Records Start Marker
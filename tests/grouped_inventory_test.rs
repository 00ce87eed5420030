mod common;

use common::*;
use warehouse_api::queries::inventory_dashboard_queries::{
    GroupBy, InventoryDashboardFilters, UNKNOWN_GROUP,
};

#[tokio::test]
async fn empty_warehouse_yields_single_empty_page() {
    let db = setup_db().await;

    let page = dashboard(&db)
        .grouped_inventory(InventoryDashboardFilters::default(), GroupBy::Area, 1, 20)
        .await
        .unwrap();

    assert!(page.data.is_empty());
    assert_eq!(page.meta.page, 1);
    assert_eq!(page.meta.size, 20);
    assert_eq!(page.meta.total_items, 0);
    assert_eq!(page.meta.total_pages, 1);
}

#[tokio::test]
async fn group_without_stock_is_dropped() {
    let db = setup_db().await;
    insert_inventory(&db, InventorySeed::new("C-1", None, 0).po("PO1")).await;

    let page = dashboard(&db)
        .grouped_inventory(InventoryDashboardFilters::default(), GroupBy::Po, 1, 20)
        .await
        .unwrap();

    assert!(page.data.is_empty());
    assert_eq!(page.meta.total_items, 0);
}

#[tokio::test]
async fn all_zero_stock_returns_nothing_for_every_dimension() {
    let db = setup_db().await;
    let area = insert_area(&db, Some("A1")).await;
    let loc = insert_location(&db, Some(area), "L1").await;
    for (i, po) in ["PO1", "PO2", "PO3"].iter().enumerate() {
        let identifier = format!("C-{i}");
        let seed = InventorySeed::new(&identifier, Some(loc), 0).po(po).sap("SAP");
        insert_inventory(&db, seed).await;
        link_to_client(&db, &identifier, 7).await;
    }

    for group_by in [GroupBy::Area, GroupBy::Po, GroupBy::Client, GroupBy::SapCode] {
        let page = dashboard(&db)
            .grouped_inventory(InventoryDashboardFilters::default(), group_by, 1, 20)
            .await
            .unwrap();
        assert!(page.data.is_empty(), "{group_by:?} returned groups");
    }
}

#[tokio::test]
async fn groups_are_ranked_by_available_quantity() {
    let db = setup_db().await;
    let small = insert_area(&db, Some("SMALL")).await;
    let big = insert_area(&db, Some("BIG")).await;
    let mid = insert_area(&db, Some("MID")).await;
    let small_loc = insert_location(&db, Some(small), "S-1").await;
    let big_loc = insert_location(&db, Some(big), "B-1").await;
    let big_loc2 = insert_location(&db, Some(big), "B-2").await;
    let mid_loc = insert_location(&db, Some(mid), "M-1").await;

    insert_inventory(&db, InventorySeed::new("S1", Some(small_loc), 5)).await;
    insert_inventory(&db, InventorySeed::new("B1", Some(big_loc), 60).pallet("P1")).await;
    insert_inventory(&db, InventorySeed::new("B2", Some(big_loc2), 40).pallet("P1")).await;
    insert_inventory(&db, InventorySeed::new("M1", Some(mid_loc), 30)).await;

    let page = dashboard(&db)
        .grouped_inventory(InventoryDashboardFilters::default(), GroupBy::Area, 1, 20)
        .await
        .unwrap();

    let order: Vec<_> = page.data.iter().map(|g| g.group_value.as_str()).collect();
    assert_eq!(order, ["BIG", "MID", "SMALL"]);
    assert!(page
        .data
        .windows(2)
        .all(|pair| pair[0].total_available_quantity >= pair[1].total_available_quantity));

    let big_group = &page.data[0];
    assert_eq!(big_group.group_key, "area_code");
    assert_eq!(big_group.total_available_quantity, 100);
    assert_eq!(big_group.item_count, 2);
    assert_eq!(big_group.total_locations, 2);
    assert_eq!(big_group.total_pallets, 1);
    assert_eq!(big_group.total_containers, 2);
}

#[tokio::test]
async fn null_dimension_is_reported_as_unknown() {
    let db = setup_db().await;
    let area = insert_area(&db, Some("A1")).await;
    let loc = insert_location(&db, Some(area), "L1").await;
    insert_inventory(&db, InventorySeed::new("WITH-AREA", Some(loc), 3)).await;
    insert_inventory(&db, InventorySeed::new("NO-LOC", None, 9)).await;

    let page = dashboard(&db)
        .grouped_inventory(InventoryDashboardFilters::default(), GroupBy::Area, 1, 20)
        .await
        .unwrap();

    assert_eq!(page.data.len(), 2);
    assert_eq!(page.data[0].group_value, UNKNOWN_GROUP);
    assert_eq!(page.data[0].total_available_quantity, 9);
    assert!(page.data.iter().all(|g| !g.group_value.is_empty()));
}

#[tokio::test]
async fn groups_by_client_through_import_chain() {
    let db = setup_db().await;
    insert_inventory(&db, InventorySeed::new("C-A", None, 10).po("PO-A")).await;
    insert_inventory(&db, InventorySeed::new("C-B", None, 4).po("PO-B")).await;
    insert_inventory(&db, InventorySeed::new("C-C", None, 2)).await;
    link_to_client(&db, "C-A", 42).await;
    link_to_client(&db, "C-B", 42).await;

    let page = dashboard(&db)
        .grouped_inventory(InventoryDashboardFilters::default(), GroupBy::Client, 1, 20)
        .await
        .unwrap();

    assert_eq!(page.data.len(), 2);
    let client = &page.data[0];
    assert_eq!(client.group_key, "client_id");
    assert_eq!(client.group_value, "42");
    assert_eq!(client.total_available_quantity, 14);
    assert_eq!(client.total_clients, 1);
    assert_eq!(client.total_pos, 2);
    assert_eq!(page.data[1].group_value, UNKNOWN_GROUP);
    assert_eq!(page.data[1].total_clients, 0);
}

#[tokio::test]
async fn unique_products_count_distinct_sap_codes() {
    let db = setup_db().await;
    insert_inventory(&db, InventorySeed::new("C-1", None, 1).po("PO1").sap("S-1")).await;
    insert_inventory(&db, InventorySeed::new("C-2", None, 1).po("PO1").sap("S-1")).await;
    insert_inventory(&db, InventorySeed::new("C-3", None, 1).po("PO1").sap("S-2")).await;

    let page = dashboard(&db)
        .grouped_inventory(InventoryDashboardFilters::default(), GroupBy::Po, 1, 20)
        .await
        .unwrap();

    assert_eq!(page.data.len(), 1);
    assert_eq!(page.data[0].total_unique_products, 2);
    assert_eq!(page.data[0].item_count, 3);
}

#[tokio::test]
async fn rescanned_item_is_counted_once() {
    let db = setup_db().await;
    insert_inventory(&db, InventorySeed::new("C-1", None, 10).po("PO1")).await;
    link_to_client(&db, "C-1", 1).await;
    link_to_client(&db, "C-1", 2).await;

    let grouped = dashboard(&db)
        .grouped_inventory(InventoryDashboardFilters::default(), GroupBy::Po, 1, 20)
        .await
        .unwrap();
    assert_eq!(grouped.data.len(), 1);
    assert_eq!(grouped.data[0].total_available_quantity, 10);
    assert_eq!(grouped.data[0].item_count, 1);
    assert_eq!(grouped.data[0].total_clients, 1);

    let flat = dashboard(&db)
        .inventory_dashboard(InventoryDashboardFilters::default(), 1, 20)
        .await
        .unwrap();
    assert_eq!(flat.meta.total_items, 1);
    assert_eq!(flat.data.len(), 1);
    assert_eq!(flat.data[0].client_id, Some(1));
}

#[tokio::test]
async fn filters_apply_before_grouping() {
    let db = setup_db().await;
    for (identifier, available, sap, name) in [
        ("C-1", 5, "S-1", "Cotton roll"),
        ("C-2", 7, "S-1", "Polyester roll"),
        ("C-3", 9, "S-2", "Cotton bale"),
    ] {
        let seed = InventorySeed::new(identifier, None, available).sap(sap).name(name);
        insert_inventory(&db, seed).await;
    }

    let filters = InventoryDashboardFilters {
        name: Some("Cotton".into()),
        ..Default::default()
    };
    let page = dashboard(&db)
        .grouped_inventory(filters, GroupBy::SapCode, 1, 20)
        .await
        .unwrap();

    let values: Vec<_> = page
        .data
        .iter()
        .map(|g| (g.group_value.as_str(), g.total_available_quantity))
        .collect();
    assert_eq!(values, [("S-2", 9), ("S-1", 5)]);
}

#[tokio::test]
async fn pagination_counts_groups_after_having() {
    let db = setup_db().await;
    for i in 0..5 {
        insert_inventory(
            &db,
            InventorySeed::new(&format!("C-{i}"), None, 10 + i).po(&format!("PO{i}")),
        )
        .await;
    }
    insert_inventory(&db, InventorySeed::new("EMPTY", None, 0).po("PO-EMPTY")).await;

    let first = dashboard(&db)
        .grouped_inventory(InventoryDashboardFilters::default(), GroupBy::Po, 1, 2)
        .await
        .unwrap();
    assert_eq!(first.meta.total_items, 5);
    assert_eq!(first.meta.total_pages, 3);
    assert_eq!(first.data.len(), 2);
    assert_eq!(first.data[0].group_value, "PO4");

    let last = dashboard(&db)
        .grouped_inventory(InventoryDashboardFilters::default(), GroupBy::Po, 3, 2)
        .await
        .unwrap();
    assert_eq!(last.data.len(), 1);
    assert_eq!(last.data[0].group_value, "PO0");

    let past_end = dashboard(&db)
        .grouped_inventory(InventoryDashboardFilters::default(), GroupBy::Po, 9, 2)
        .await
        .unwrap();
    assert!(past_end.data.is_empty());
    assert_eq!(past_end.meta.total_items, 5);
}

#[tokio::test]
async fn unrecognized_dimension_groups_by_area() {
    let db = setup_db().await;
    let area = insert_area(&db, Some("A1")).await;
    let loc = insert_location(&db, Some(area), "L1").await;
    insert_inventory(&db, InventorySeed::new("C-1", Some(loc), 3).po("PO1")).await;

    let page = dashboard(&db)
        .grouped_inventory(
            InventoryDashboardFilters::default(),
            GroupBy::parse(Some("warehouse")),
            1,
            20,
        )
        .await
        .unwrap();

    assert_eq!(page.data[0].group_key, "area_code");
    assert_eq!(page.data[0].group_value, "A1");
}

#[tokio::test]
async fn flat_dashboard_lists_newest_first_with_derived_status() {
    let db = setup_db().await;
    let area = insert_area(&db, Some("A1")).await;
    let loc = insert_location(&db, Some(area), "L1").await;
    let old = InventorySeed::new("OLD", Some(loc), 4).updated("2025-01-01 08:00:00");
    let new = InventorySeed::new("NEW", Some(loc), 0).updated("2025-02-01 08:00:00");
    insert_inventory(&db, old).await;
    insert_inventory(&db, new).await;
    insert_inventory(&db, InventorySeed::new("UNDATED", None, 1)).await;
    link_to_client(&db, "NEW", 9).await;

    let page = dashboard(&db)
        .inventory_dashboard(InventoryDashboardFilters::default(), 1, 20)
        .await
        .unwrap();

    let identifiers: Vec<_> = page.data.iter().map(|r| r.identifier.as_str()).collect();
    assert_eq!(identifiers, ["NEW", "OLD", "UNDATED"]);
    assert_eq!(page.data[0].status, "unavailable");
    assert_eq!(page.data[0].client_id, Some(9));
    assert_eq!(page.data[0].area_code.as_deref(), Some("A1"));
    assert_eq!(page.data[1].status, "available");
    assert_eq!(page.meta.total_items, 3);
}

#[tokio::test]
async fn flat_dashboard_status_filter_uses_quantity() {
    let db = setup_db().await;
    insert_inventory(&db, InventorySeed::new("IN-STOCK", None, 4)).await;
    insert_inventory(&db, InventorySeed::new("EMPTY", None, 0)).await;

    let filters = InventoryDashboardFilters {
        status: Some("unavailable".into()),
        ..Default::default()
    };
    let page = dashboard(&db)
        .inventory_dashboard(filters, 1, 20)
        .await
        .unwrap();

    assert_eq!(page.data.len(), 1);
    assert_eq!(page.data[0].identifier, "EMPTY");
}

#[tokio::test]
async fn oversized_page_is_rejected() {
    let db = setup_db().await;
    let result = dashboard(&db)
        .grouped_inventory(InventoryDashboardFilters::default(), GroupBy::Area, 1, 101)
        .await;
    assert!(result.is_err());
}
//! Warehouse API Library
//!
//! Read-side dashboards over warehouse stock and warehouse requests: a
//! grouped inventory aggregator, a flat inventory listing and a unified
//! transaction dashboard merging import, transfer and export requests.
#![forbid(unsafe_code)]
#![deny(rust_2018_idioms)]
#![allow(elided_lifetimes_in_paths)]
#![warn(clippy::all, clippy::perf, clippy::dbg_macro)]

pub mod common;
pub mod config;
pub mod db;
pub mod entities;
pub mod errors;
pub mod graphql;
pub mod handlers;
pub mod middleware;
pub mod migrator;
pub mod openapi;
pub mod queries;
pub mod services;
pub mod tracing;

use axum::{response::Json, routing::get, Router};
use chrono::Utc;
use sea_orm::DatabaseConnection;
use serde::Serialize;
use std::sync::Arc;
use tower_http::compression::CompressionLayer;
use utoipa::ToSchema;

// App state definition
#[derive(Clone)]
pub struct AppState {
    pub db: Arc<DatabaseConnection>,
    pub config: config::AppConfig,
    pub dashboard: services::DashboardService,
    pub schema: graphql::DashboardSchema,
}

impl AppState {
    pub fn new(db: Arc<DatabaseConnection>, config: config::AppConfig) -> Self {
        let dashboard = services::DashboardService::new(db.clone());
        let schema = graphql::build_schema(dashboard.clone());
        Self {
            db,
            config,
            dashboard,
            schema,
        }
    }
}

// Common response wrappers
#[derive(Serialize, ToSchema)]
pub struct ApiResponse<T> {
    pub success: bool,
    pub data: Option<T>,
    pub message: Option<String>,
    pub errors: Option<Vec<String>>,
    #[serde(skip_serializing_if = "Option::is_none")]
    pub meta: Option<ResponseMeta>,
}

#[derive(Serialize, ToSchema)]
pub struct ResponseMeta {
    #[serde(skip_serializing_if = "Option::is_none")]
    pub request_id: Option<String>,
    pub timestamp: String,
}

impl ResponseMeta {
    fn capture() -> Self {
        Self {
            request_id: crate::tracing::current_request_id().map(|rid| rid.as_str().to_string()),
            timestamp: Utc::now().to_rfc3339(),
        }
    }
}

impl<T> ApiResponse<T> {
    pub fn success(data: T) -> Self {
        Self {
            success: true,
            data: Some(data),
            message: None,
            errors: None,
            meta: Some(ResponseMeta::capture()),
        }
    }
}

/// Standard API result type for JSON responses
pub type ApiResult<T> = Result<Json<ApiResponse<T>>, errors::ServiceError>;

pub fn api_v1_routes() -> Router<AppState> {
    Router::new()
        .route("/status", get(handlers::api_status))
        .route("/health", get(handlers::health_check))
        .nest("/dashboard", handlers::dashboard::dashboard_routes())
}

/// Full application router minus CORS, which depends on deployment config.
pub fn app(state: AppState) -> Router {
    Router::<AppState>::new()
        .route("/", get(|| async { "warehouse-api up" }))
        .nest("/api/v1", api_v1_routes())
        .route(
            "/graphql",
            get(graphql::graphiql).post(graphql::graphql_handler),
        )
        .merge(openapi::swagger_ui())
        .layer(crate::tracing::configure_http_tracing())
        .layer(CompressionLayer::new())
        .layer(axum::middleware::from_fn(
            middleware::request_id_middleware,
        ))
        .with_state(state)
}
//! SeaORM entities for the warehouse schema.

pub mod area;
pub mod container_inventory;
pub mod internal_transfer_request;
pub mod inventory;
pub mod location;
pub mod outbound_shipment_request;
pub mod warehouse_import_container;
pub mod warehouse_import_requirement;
Records End Marker
### What is needed
Among the entries, find every line holding "DashboardService" and return it.

### Result of this task
    pub dashboard: services::DashboardService,
        let dashboard = services::DashboardService::new(db.clone());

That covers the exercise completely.